Moradores relatam sequência de ataques
Moradores da área rural da Lapa, na Região Metropolitana de Curitiba, relatam a morte de mais de 60 animais desde o fim de junho e suspeitam que os ataques tenham sido provocados por uma onça-parda. Diante das denúncias, o Instituto Água e Terra (IAT) realizou uma vistoria técnica na última quarta-feira (15) e instalou câmeras de monitoramento para verificar a presença do animal na região.
Os casos foram registrados em propriedades localizadas nas proximidades do Parque Estadual do Monge e da Mata do Uru, locais onde uma onça-parda já havia sido registrada por câmeras de monitoramento em anos anteriores.
Propriedades acumulam prejuízos
Uma das propriedades afirma ter sofrido pelo menos cinco ataques desde o dia 26 de junho. Segundo a proprietária, os primeiros animais mortos foram duas cabritas de estimação e um porco.
Ela também relatou que um caseiro de uma propriedade vizinha afirmou ter visto uma onça após ouvir barulhos durante a noite, ocasião em que galinhas teriam sido atacadas.
Entre os animais mortos estão cabritas, galinhas, perus, patos e marrecos. Os proprietários estimam um prejuízo de aproximadamente R$ 4 mil.
Mais de 40 aves mortas em outra propriedade
Outro produtor rural informou ter encontrado dezenas de aves mortas e marcas de patas após uma chuva. Segundo ele, o animal invadiu galinheiros e matou mais de 40 aves, entre galinhas, pintinhos, marrecos e gansos.

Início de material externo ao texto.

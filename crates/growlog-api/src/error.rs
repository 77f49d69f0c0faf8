//! API error types and JSON error response formatting.
//!
//! ApiError provides a consistent JSON error response format across all
//! endpoints, mapping domain errors and extractor rejections to HTTP
//! status codes.

use axum::extract::rejection::JsonRejection;
use axum::http::StatusCode;
use axum::response::{IntoResponse, Response};
use axum::Json;
use serde::Serialize;
use utoipa::ToSchema;

use growlog_core::error::GrowlogError;

use crate::auth::AuthError;

/// JSON error response body.
#[derive(Debug, Serialize, ToSchema)]
pub struct ErrorBody {
    /// Machine-readable error code (e.g., "bad_request", "not_found").
    pub error: String,
    /// Human-readable error message.
    pub message: String,
}

/// API error type that maps to HTTP status codes and JSON responses.
#[derive(Debug)]
pub enum ApiError {
    /// 400 Bad Request - malformed body or invalid parameters.
    BadRequest(String),
    /// 401 Unauthorized - missing or invalid bearer credential.
    Unauthorized(String),
    /// 403 Forbidden - authenticated, but not the owner.
    Forbidden(String),
    /// 404 Not Found - resource does not exist (or is not the caller's).
    NotFound(String),
    /// 409 Conflict - e.g. an email that is already registered.
    Conflict(String),
    /// 413 Payload Too Large - body exceeds the global limit.
    PayloadTooLarge(String),
    /// 415 Unsupported Media Type - JSON body sent without a JSON content type.
    UnsupportedMediaType(String),
    /// 422 Unprocessable Entity - valid JSON of the wrong shape.
    UnprocessableEntity(String),
    /// 500 Internal Server Error - unexpected server error.
    Internal(String),
}

impl IntoResponse for ApiError {
    fn into_response(self) -> Response {
        let (status, error_code, message) = match self {
            ApiError::BadRequest(msg) => (StatusCode::BAD_REQUEST, "bad_request", msg),
            ApiError::Unauthorized(msg) => (StatusCode::UNAUTHORIZED, "unauthorized", msg),
            ApiError::Forbidden(msg) => (StatusCode::FORBIDDEN, "forbidden", msg),
            ApiError::NotFound(msg) => (StatusCode::NOT_FOUND, "not_found", msg),
            ApiError::Conflict(msg) => (StatusCode::CONFLICT, "conflict", msg),
            ApiError::PayloadTooLarge(msg) => {
                (StatusCode::PAYLOAD_TOO_LARGE, "payload_too_large", msg)
            }
            ApiError::UnsupportedMediaType(msg) => (
                StatusCode::UNSUPPORTED_MEDIA_TYPE,
                "unsupported_media_type",
                msg,
            ),
            ApiError::UnprocessableEntity(msg) => {
                (StatusCode::UNPROCESSABLE_ENTITY, "unprocessable_entity", msg)
            }
            ApiError::Internal(msg) => {
                tracing::error!(error = %msg, "Internal error while handling request");
                (
                    StatusCode::INTERNAL_SERVER_ERROR,
                    "internal_error",
                    "Internal server error".to_string(),
                )
            }
        };

        let body = ErrorBody {
            error: error_code.to_string(),
            message,
        };

        (status, Json(body)).into_response()
    }
}

impl From<GrowlogError> for ApiError {
    fn from(err: GrowlogError) -> Self {
        match err {
            GrowlogError::Validation(msg) => ApiError::BadRequest(msg),
            GrowlogError::Auth(msg) => ApiError::Unauthorized(msg),
            GrowlogError::Conflict(msg) => ApiError::Conflict(msg),
            err @ GrowlogError::NotFound { .. } => ApiError::NotFound(err.to_string()),
            other => ApiError::Internal(other.to_string()),
        }
    }
}

impl From<AuthError> for ApiError {
    fn from(err: AuthError) -> Self {
        ApiError::Unauthorized(err.to_string())
    }
}

impl From<JsonRejection> for ApiError {
    fn from(rejection: JsonRejection) -> Self {
        match rejection {
            JsonRejection::JsonSyntaxError(e) => ApiError::BadRequest(e.body_text()),
            JsonRejection::MissingJsonContentType(e) => {
                ApiError::UnsupportedMediaType(e.body_text())
            }
            other => ApiError::UnprocessableEntity(other.body_text()),
        }
    }
}
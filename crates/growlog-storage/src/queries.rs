//! Read-side queries that combine several repositories.
//!
//! The daily log is assembled on read from todos, emotions and the
//! reflections a user authored on that date.

use std::sync::Arc;

use chrono::NaiveDate;
use tracing::debug;
use uuid::Uuid;

use growlog_core::error::GrowlogError;
use growlog_core::types::DailyLog;

use crate::db::Database;
use crate::repository::{EmotionRepository, ReflectionRepository, TodoRepository};

/// Longest span, in days and inclusive of both ends, a range query may cover.
pub const MAX_RANGE_DAYS: i64 = 31;

/// Builds per-day aggregates for a single user.
#[derive(Clone, Debug)]
pub struct QueryService {
    todos: TodoRepository,
    reflections: ReflectionRepository,
    emotions: EmotionRepository,
}

impl QueryService {
    pub fn new(db: Arc<Database>) -> Self {
        Self {
            todos: TodoRepository::new(Arc::clone(&db)),
            reflections: ReflectionRepository::new(Arc::clone(&db)),
            emotions: EmotionRepository::new(db),
        }
    }

    /// The full log for one date. Always returns a log, empty when nothing
    /// was recorded.
    pub fn daily_log(&self, user_id: Uuid, date: NaiveDate) -> Result<DailyLog, GrowlogError> {
        let todos = self.todos.list(user_id, Some(date))?;
        let reflections = self.reflections.list_by_author(user_id, date)?;
        let emotions = self.emotions.list(user_id, Some(date))?;
        Ok(DailyLog::new(date, todos, reflections, emotions))
    }

    /// Logs for every date in `from..=to` that has at least one entry,
    /// in ascending date order.
    pub fn daily_range(
        &self,
        user_id: Uuid,
        from: NaiveDate,
        to: NaiveDate,
    ) -> Result<Vec<DailyLog>, GrowlogError> {
        validate_range(from, to)?;

        let mut logs = Vec::new();
        for date in from.iter_days().take_while(|d| *d <= to) {
            let log = self.daily_log(user_id, date)?;
            if !log.is_empty() {
                logs.push(log);
            }
        }

        debug!(
            user_id = %user_id,
            %from,
            %to,
            days = logs.len(),
            "daily range assembled"
        );
        Ok(logs)
    }
}

/// Reject reversed ranges and ranges longer than [`MAX_RANGE_DAYS`].
pub fn validate_range(from: NaiveDate, to: NaiveDate) -> Result<(), GrowlogError> {
    if from > to {
        return Err(GrowlogError::Validation(format!(
            "range start {from} is after end {to}"
        )));
    }
    let days = (to - from).num_days() + 1;
    if days > MAX_RANGE_DAYS {
        return Err(GrowlogError::Validation(format!(
            "range covers {days} days, at most {MAX_RANGE_DAYS} allowed"
        )));
    }
    Ok(())
}
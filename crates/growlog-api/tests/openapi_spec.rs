//! Checks on the generated OpenAPI document.

use serde_json::Value;
use utoipa::OpenApi;

use growlog_api::docs::{ApiDoc, BEARER_SCHEME};

fn document() -> Value {
    serde_json::to_value(ApiDoc::openapi()).unwrap()
}

#[test]
fn test_all_routes_documented() {
    let doc = document();
    let paths = doc["paths"].as_object().unwrap();
    for path in [
        "/",
        "/health",
        "/auth/signup",
        "/auth/login",
        "/auth/me",
        "/todos",
        "/todos/{id}",
        "/todos/{id}/toggle",
        "/reflections",
        "/reflections/{id}",
        "/emotions",
        "/emotions/{id}",
        "/daily",
        "/daily/{date}",
    ] {
        assert!(paths.contains_key(path), "missing path {}", path);
    }
}

#[test]
fn test_bearer_scheme_declared() {
    let doc = document();
    let scheme = &doc["components"]["securitySchemes"][BEARER_SCHEME];
    assert_eq!(scheme["type"], "http");
    assert_eq!(scheme["scheme"], "bearer");
    assert_eq!(scheme["bearerFormat"], "JWT");
}

#[test]
fn test_protected_operations_require_bearer() {
    let doc = document();
    for (path, method) in [
        ("/todos", "get"),
        ("/todos", "post"),
        ("/emotions", "post"),
        ("/daily/{date}", "get"),
    ] {
        let security = &doc["paths"][path][method]["security"];
        assert!(
            security[0].get(BEARER_SCHEME).is_some(),
            "{} {} lacks bearer security",
            method,
            path
        );
    }
}

#[test]
fn test_public_operations_have_no_security() {
    let doc = document();
    for (path, method) in [
        ("/health", "get"),
        ("/auth/login", "post"),
        ("/reflections", "get"),
        ("/reflections", "post"),
    ] {
        assert!(
            doc["paths"][path][method].get("security").is_none(),
            "{} {} should be public",
            method,
            path
        );
    }
}

#[test]
fn test_domain_schemas_present() {
    let doc = document();
    let schemas = doc["components"]["schemas"].as_object().unwrap();
    for name in ["Todo", "Reflection", "Emotion", "EmotionKind", "DailyLog", "ErrorBody"] {
        assert!(schemas.contains_key(name), "missing schema {}", name);
    }
}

Em outra propriedade, 18 galinhas também foram encontradas mortas. A moradora afirma que, no ano passado, chegou a avistar uma onça-parda perseguindo um veado nas proximidades.
IAT monitora a região
Famílias que vivem na região há décadas afirmam nunca ter presenciado uma situação semelhante, mas demonstram preocupação com a possibilidade de novos ataques.
Com a instalação das câmeras, o Instituto Água e Terra pretende confirmar a presença da onça-parda e reunir informações que auxiliem na adoção de medidas para reduzir os riscos e proteger tanto os moradores quanto a fauna silvestre.